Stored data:
§
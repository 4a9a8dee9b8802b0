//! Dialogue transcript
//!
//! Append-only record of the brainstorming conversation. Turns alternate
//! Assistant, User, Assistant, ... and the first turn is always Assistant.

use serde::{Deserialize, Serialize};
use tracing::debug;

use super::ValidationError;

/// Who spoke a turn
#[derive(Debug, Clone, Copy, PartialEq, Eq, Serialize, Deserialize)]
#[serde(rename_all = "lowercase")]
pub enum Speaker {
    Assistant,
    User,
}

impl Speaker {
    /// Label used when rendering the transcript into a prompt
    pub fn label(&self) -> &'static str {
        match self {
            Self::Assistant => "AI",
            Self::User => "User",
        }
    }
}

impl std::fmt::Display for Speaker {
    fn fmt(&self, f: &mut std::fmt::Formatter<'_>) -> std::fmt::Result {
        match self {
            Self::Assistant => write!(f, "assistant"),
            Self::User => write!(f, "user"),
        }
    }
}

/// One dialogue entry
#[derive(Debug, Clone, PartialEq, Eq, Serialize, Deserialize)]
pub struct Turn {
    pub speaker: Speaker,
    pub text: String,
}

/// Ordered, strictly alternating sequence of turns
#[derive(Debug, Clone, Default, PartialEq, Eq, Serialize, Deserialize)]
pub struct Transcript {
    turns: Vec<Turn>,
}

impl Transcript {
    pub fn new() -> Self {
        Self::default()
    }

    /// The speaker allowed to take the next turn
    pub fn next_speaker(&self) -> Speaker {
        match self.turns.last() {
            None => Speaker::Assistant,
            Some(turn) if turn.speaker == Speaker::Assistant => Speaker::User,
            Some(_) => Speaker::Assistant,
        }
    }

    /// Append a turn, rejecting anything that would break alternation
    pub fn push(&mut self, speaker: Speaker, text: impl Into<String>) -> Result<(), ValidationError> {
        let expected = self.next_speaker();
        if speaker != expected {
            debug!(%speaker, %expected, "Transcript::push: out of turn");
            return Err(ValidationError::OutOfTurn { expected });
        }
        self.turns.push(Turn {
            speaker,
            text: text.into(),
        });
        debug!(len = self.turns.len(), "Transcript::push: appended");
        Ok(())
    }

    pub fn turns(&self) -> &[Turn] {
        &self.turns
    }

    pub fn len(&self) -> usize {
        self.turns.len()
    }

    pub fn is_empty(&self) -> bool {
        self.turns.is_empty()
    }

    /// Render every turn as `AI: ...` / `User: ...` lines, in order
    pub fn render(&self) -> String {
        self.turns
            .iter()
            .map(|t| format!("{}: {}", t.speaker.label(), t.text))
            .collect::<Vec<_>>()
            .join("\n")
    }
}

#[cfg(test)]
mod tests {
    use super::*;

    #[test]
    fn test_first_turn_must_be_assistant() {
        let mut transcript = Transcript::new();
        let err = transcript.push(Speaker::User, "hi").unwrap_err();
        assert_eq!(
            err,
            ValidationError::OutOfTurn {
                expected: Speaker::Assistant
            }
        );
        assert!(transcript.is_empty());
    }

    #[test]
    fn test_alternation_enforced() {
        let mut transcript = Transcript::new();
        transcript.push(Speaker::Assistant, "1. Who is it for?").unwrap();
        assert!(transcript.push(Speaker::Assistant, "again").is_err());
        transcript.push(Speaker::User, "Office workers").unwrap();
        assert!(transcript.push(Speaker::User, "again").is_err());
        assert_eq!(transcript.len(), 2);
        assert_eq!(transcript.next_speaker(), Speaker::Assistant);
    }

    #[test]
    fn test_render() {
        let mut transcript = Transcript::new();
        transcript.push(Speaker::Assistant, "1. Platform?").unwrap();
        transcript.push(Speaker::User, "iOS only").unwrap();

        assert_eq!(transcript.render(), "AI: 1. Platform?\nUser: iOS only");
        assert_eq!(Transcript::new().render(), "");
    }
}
§
AIM OF THE EXERCISE: When a line in the data contains "PartialEq", return it as written.

ANSWER SECTION:
#[derive(Debug, Clone, Copy, PartialEq, Eq, Serialize, Deserialize)]
#[derive(Debug, Clone, PartialEq, Eq, Serialize, Deserialize)]
#[derive(Debug, Clone, Default, PartialEq, Eq, Serialize, Deserialize)]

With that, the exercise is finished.